1. Zaf Chowdhry's Most Reckless Moments in Reckless Records’ History.

    ART_RecklessRecords

    PREFACE: My friend and esteemed UK colleague Zaid Mudhaffer recently wrote up an interview he conducted with renowned London record connoisseur Zaf Chowdhry - whose great new BBE comp of pre-Yacht Rock soul jewels drops any minute now (deets below). Seeing as my blog page is the corner of egotripland where record talk takes place I decided to host Zaid's excellent piece here. Dig it!


    Words: Zaid Mudhaffer

    Ever notice how record stores attract an unusually high proportion of weirdos and eccentrics? Zafar Chowdhry saw more than his fair share of everyday stone crazy behavior from 1988 until 2005 as owner/manager of Reckless Records on London’s then record store-heavy Berwick Street. Sometimes, amidst the daily operation of serving up the finest used soul, funk, disco, hip-hop and house records in town, political correctness, common manners and order would get left at the door, and madness ensued. These days, Zaf’s preferred method of selling records is through www.zafsmusic.com , and is preparing for the release of his new compilation Americana: Blue Eyed Soul and Sounds From the Land of the Free (July 4th, BBE). Here, he fondly remembers the times that retail got real and things got hectic.

    Jazz Box Set Junkie.
    There was a guy called Jose who used to come in. He was a big jazz fan, but he had a serious drug habit. He would bring in the most unbelievable jazz box sets that he used to steal from Virgin or Tower or HMV. We would order what we wanted – we’d go to the major music shops on Oxford Street and write down a list, then he’d bring them in. Expensive Miles Davis ones, Joe Henderson, Blue Note, Milestone ones, everything. He would sweat profusely at the counter, anticipating his drug money. He’d get the money, go off, then come back when he was ready to get high again. He only stole music he loved. If somebody asked for a rock box set he would tell them to fuck off. There was Book Man as well, another junkie – a really intellectual guy who’d hit hard times – who would do the same for us, only with books. One day he just disappeared off the face of the Earth. Don’t know whether he OD’d, got clean or put in prison.

    Hostage Situation.
    There was this guy who used to come in the shop called DJ Danger. He was a garage DJ from Camden (north London). He would ask us to play stuff for him all the time, and we used to get sick of him asking. One day we just refused to play the tune. So he basically hijacked the shop, refused to let anyone out, and threatened to beat everybody up unless we played the tune. It was like that film with Al Pacino where he hijacks the bank [ Dog Day Afternoon ].

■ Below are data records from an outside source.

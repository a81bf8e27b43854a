//! Dependency graph construction.
//!
//! Expands the requested root aliases into the full reachable graph and
//! produces the structures the scheduler consumes: a reverse-dependency
//! index (node -> nodes that directly depend on it) and the initial set of
//! leaves (file dependencies and targets without dependencies).

use std::collections::{HashMap, HashSet, VecDeque};
use std::sync::Arc;

use tracing::debug;

use crate::target::{AliasTarget, Dep, NodeId};

/// The traversal structures for one run.
#[derive(Debug, Default)]
pub struct Graph {
  /// Reverse-dependency index. A node that occurs twice in one dependant's
  /// groups records that dependant twice; the scheduler's counters rely on
  /// occurrence counts matching.
  pub dependants: HashMap<NodeId, Vec<Dep>>,
  /// Nodes with no non-empty dependency group; these start ready.
  pub leaves: Vec<Dep>,
  /// Total number of distinct reachable nodes.
  pub node_count: usize,
}

/// Expand `roots` into the full reachable graph.
///
/// Iterative work-list traversal with a visited set keyed by node identity:
/// a node reachable via multiple paths (diamond dependency) is expanded
/// exactly once but recorded as a dependant of each of its parents, so its
/// command runs at most once per build. O(V+E) over the expanded graph.
pub fn build(roots: &[Arc<AliasTarget>]) -> Graph {
  let mut dependants: HashMap<NodeId, Vec<Dep>> = HashMap::new();
  let mut leaves = Vec::new();
  let mut seen: HashSet<NodeId> = HashSet::new();
  let mut queue: VecDeque<Dep> = VecDeque::new();

  for root in roots {
    let node = Dep::from(root);
    if seen.insert(node.id()) {
      queue.push_back(node);
    }
  }

  while let Some(node) = queue.pop_front() {
    if !node.has_deps() {
      leaves.push(node);
      continue;
    }
    if let Some(groups) = node.groups() {
      for deps in groups.values() {
        for dep in deps {
          dependants.entry(dep.id()).or_default().push(node.clone());
          if seen.insert(dep.id()) {
            queue.push_back(dep.clone());
          }
        }
      }
    }
  }

  let graph = Graph {
    dependants,
    leaves,
    node_count: seen.len(),
  };
  debug!(nodes = graph.node_count, leaves = graph.leaves.len(), "graph expanded");
  graph
}

#[cfg(test)]
mod tests {
  use std::path::Path;
  use std::sync::Arc;

  use super::*;
  use crate::target::BuildTarget;

  fn target(name: &str) -> Arc<BuildTarget> {
    Arc::new(BuildTarget::new("true", format!("/tmp/{name}")))
  }

  fn leaf_ids(graph: &Graph) -> Vec<NodeId> {
    graph.leaves.iter().map(Dep::id).collect()
  }

  #[test]
  fn single_alias_without_deps_is_a_leaf() {
    let root = Arc::new(AliasTarget::new("x").with_cmd("true"));
    let graph = build(std::slice::from_ref(&root));

    assert_eq!(graph.node_count, 1);
    assert_eq!(leaf_ids(&graph), vec![Dep::from(&root).id()]);
    assert!(graph.dependants.is_empty());
  }

  #[test]
  fn linear_chain() {
    let a = target("a");
    let b = Arc::new(BuildTarget::new("true", "/tmp/b").with_deps("A", [Dep::from(&a)]));
    let root = Arc::new(AliasTarget::new("x").with_deps("B", [Dep::from(&b)]));
    let graph = build(std::slice::from_ref(&root));

    assert_eq!(graph.node_count, 3);
    assert_eq!(leaf_ids(&graph), vec![Dep::from(&a).id()]);

    let deps_of_a = &graph.dependants[&Dep::from(&a).id()];
    assert_eq!(deps_of_a.len(), 1);
    assert_eq!(deps_of_a[0].id(), Dep::from(&b).id());

    let deps_of_b = &graph.dependants[&Dep::from(&b).id()];
    assert_eq!(deps_of_b.len(), 1);
    assert_eq!(deps_of_b[0].id(), Dep::from(&root).id());
  }

  #[test]
  fn diamond_is_expanded_once() {
    let a = target("a");
    let b = Arc::new(BuildTarget::new("true", "/tmp/b").with_deps("A", [Dep::from(&a)]));
    let c = Arc::new(BuildTarget::new("true", "/tmp/c").with_deps("A", [Dep::from(&a)]));
    let d = Arc::new(BuildTarget::new("true", "/tmp/d").with_deps("BC", [Dep::from(&b), Dep::from(&c)]));
    let root = Arc::new(AliasTarget::new("x").with_deps("D", [Dep::from(&d)]));
    let graph = build(std::slice::from_ref(&root));

    assert_eq!(graph.node_count, 5);
    // a is a leaf exactly once even though two parents reference it.
    assert_eq!(leaf_ids(&graph), vec![Dep::from(&a).id()]);
    // ...and has both parents recorded as dependants.
    let parents: Vec<NodeId> = graph.dependants[&Dep::from(&a).id()].iter().map(Dep::id).collect();
    assert_eq!(parents.len(), 2);
    assert!(parents.contains(&Dep::from(&b).id()));
    assert!(parents.contains(&Dep::from(&c).id()));
  }

  #[test]
  fn repeated_occurrence_records_dependant_twice() {
    let a = target("a");
    let root = Arc::new(AliasTarget::new("x").with_deps("F", [Dep::from(&a), Dep::from(&a)]));
    let graph = build(std::slice::from_ref(&root));

    assert_eq!(graph.node_count, 2);
    assert_eq!(graph.dependants[&Dep::from(&a).id()].len(), 2);
    assert_eq!(Dep::from(&root).dep_count(), 2);
  }

  #[test]
  fn file_dependencies_are_leaves() {
    let src = Path::new("/tmp/main.c");
    let obj = Arc::new(BuildTarget::new("cc $SRC", "/tmp/main.o").with_deps("SRC", [Dep::from(src)]));
    let root = Arc::new(AliasTarget::new("build").with_deps("OBJ", [Dep::from(&obj)]));
    let graph = build(std::slice::from_ref(&root));

    assert_eq!(graph.node_count, 3);
    assert_eq!(leaf_ids(&graph), vec![NodeId::File(src.to_path_buf())]);
  }

  #[test]
  fn duplicate_root_request_is_deduplicated() {
    let root = Arc::new(AliasTarget::new("x").with_cmd("true"));
    let graph = build(&[root.clone(), root.clone()]);
    assert_eq!(graph.node_count, 1);
    assert_eq!(graph.leaves.len(), 1);
  }

  #[test]
  fn shared_root_also_referenced_as_dependency() {
    let inner = Arc::new(AliasTarget::new("inner").with_cmd("true"));
    let outer = Arc::new(AliasTarget::new("outer").with_deps("D", [Dep::from(&inner)]));
    let graph = build(&[inner.clone(), outer.clone()]);

    // inner appears once, as a leaf, with outer as its only dependant.
    assert_eq!(graph.node_count, 2);
    assert_eq!(graph.leaves.len(), 1);
    assert_eq!(graph.dependants[&Dep::from(&inner).id()].len(), 1);
  }
}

    Keith Chegwin, Above the Law.
    Keith Chegwin (popular British 1970s and 1980s children TV presenter) was filming in the shop for some show where he used to set people up. Inadvertently, he walked out of the store having failed to replace a record he’d picked up. Rod, who was working in the store at the time, chased him down the road, and in the ensuing melee, put him in a headlock, and threatened to call the police until he returned it. Cheggers was an alcoholic, so maybe that explains his unusual behaviour.

    Accidental Transmission.
    Chris, the store’s other proprietor, was trying to record something off the radio at home one day. He ended up picking up a cellphone conversation through his radio between a drug dealer and his girlfriend from one of the towers he lived near. He was setting up his deals for the evening. It was unreal – it was an hour-long tape and we would play it in the shop. People would walk in and instead of hearing music they would hear this tape playing of this guy terrorizing his girlfriend. There were so many killer quotes on there. It was like “leave the puffs (cigarettes) by the door” and “leave me 30p to buy milk.” It was like a soap opera, because a couple of days later Chris put on his radio and picked up the same guy’s phone and the next part of the conversation. (Techno producer) Kirk Degiorgio, who used to come in the shop a lot, made a copy and gave it to Marc Mac and Dego (of 4hero). It's legendary.

    Racism Bin.
    Really, really nice, friendly white girl coming in and asking Chris, a black guy, if he had any Skrewdriver. Skrewdriver are a neo-Nazi punk band.

    No Shirt, No Service.
    There was an Irish woman who came in one morning – the first customer on a Saturday morning - trying to sell some records. Despite the hour she was drunk, and for no apparent reason proceeded to start taking her clothes off in a striptease. She was out of her bra before we restrained her and threw her out.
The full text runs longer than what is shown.